■ **WORK TO COMPLETE**
A verbatim reproduction of the lines below, from the line containing "pub fn mean_velocity(&self)" through the line containing "the repulsion slider.", both ends included, is the whole required output.
● ● ● ● ●
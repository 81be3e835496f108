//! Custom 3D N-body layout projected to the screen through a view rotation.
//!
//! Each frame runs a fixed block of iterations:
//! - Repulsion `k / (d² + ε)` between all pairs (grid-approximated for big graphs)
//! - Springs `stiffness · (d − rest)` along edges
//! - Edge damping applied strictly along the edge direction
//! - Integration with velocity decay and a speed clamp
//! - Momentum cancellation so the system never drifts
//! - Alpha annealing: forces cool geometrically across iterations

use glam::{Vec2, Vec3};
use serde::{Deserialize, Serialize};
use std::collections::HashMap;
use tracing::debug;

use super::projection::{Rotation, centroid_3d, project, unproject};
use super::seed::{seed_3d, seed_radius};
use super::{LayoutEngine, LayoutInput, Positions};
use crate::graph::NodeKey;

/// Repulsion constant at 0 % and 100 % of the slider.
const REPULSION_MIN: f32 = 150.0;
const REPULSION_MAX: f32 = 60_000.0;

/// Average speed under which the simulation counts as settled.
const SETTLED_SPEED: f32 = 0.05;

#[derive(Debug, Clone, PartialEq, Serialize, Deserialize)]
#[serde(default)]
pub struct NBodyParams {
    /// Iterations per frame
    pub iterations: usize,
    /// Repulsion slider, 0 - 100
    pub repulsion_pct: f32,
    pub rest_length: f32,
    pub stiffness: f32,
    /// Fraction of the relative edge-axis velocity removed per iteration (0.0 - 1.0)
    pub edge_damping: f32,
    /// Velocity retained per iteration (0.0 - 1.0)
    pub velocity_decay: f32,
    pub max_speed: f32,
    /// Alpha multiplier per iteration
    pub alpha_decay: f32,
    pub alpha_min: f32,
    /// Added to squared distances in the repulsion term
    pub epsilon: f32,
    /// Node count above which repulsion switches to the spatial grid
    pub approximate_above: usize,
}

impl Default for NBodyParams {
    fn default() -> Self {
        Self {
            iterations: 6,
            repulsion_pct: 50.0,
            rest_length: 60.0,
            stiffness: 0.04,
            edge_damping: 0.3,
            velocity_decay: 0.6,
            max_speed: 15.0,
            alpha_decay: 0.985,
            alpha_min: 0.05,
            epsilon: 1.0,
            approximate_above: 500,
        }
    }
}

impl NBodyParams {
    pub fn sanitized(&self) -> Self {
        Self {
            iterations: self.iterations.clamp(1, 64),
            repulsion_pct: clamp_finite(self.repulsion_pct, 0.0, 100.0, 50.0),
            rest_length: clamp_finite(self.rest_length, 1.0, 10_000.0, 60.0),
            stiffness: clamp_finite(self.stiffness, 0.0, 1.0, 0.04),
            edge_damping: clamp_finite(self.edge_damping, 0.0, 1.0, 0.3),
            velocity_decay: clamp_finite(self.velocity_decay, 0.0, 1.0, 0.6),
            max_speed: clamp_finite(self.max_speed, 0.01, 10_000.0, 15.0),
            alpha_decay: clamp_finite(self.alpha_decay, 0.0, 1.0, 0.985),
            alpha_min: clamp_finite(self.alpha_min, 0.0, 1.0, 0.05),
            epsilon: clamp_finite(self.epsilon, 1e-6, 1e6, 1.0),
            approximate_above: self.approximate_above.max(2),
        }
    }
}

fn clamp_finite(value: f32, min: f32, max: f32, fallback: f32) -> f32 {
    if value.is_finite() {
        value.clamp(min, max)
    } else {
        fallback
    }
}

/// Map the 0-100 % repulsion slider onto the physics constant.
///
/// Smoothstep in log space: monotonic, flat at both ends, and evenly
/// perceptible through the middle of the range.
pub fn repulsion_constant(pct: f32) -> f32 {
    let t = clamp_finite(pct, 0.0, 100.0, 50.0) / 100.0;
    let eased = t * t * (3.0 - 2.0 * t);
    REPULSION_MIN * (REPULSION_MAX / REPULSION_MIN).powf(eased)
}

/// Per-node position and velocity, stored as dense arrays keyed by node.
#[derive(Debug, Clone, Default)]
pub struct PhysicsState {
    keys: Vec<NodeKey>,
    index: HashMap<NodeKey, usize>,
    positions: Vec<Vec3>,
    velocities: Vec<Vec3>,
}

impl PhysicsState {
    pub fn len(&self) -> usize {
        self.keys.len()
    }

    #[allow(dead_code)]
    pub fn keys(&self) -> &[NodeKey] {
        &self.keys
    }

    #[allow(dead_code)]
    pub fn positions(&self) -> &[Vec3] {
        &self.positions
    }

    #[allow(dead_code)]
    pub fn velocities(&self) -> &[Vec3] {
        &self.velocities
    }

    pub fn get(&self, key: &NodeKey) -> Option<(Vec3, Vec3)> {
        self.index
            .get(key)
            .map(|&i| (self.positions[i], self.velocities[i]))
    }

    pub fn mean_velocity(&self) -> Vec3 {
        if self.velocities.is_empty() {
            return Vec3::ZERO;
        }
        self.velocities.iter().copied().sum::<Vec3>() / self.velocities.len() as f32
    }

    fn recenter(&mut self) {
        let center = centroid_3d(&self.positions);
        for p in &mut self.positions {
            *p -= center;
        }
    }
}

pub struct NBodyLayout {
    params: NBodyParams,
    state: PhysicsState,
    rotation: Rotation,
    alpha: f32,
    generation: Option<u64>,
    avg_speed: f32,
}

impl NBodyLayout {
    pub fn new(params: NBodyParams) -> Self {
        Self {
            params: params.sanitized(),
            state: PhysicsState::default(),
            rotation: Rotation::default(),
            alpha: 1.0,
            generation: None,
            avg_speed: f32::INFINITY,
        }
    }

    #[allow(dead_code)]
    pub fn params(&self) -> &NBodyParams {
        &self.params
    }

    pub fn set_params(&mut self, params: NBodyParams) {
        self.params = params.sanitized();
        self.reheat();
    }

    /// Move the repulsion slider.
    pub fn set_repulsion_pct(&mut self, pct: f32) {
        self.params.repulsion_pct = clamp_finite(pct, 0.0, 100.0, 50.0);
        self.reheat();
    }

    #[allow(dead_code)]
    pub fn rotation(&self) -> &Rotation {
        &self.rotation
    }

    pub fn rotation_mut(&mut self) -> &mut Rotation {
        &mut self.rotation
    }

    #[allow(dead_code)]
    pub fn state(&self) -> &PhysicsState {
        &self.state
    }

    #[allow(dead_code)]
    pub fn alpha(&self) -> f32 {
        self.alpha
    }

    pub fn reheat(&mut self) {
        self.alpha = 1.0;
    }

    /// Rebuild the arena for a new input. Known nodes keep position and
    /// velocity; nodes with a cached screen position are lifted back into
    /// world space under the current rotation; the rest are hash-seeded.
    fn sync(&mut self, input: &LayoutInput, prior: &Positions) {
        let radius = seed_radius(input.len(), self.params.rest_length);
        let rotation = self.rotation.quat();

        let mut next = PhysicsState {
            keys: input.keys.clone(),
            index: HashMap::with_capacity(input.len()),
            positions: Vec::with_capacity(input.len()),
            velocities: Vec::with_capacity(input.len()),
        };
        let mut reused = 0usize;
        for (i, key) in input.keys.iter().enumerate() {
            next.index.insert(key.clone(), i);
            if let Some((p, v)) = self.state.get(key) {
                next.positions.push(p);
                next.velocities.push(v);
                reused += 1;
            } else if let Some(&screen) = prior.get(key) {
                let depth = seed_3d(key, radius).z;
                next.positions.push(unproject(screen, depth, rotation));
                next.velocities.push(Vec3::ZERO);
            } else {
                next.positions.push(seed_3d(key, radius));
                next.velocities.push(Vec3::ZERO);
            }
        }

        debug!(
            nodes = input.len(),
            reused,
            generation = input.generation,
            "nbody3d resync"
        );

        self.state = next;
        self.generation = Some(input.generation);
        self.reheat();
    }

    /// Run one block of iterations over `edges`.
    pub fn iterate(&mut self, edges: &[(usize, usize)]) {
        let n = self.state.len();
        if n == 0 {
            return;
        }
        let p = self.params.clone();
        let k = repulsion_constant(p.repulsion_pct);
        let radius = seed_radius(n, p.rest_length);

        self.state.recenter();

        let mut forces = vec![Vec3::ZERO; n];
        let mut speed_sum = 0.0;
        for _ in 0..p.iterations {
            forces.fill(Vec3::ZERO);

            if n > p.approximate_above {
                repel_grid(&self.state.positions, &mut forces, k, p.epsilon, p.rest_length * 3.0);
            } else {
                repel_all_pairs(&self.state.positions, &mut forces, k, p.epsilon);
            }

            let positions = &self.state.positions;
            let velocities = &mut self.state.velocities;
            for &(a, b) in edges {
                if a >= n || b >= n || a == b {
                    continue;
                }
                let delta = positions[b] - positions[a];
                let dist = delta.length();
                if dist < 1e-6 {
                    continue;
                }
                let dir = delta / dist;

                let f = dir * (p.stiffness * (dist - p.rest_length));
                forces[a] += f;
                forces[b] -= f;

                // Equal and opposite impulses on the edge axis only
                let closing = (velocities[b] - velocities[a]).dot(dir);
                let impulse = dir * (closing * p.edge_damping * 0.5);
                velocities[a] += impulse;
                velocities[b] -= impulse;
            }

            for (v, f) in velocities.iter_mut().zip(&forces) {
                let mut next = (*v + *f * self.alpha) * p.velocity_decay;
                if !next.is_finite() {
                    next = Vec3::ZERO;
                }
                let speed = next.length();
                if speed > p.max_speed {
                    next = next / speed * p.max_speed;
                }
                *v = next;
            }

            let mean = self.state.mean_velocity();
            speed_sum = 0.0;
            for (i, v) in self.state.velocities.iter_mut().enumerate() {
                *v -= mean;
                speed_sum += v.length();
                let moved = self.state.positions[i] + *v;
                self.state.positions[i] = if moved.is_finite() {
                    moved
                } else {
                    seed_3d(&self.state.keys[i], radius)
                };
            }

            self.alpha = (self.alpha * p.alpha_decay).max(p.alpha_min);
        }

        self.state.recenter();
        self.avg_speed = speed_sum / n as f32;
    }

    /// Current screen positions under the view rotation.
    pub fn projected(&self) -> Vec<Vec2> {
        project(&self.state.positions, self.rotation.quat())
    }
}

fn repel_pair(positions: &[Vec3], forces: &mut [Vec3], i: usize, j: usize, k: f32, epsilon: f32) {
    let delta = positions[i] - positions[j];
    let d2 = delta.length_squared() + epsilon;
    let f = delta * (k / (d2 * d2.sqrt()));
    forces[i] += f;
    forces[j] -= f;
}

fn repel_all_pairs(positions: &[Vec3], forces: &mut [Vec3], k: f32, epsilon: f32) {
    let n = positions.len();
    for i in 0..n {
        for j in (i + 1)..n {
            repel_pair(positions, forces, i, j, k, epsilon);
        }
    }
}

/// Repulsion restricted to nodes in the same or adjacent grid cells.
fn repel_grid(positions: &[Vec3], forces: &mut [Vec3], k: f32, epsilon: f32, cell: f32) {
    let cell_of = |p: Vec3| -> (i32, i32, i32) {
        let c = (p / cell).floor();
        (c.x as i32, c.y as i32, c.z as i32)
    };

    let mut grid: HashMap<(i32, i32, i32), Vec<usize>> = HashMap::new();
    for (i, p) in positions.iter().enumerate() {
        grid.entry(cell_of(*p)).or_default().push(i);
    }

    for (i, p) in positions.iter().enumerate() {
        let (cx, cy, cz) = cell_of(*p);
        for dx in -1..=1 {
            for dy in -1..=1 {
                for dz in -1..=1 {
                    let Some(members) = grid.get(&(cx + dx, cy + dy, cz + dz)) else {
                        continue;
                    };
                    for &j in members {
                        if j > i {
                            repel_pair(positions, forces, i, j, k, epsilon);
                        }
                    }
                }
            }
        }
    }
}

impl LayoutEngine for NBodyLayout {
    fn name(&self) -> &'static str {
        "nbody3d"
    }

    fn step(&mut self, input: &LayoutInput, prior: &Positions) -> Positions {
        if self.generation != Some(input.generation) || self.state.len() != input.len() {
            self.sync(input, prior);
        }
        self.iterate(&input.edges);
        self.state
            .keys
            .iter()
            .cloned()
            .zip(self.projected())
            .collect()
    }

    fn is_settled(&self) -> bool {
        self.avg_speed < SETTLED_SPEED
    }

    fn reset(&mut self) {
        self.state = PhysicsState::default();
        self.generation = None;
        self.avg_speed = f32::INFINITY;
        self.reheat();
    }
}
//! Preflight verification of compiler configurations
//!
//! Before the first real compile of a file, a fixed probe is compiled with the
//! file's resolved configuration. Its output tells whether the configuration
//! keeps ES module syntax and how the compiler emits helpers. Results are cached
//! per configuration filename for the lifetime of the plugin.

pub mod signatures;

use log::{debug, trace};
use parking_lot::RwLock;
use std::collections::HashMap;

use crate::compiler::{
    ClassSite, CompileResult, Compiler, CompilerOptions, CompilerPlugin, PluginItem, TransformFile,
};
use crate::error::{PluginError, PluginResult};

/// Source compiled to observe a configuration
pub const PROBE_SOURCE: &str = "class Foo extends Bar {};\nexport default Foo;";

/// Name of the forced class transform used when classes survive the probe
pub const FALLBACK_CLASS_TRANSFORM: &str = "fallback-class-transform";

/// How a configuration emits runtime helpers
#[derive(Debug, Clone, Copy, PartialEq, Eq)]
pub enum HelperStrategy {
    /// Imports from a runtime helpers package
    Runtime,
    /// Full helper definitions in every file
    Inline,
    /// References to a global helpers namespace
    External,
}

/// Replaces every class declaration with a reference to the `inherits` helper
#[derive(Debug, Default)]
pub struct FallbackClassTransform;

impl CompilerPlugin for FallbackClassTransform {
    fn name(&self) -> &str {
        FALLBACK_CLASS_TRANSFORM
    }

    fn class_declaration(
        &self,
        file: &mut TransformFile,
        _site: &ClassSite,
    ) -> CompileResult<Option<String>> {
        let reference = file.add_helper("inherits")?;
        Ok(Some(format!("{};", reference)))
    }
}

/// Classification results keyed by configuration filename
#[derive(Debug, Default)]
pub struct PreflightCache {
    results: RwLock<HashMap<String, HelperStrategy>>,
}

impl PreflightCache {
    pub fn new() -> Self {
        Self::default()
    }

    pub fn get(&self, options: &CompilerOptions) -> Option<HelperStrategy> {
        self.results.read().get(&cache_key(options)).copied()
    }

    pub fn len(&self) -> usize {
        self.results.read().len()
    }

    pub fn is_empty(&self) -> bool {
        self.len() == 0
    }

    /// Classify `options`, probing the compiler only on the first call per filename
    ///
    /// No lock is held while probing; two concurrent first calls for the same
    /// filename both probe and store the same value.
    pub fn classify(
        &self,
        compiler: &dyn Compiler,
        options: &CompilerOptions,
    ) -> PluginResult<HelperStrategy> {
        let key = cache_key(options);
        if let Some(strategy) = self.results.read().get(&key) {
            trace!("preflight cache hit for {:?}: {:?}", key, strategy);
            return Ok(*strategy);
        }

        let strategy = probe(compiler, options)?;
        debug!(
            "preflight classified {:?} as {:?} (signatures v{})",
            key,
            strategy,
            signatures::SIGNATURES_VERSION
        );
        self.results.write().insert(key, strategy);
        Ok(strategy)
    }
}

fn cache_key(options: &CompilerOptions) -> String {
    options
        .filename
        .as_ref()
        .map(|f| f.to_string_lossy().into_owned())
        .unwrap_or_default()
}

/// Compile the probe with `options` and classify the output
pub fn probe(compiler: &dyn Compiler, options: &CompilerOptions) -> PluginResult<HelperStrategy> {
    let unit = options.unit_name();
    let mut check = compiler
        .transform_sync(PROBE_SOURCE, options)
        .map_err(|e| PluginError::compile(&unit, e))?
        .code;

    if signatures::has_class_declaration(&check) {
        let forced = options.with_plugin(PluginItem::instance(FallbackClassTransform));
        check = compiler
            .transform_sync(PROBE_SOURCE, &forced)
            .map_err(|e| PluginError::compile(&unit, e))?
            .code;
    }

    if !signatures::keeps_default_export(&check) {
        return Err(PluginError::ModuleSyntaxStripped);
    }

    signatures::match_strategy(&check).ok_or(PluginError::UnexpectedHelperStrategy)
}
● ● ● ● ●
■ **FINISHED TASK**
    pub fn mean_velocity(&self) -> Vec3 {
        if self.velocities.is_empty() {
            return Vec3::ZERO;
        }
        self.velocities.iter().copied().sum::<Vec3>() / self.velocities.len() as f32
    }

    fn recenter(&mut self) {
        let center = centroid_3d(&self.positions);
        for p in &mut self.positions {
            *p -= center;
        }
    }
}

pub struct NBodyLayout {
    params: NBodyParams,
    state: PhysicsState,
    rotation: Rotation,
    alpha: f32,
    generation: Option<u64>,
    avg_speed: f32,
}

impl NBodyLayout {
    pub fn new(params: NBodyParams) -> Self {
        Self {
            params: params.sanitized(),
            state: PhysicsState::default(),
            rotation: Rotation::default(),
            alpha: 1.0,
            generation: None,
            avg_speed: f32::INFINITY,
        }
    }

    #[allow(dead_code)]
    pub fn params(&self) -> &NBodyParams {
        &self.params
    }

    pub fn set_params(&mut self, params: NBodyParams) {
        self.params = params.sanitized();
        self.reheat();
    }

    /// Move the repulsion slider.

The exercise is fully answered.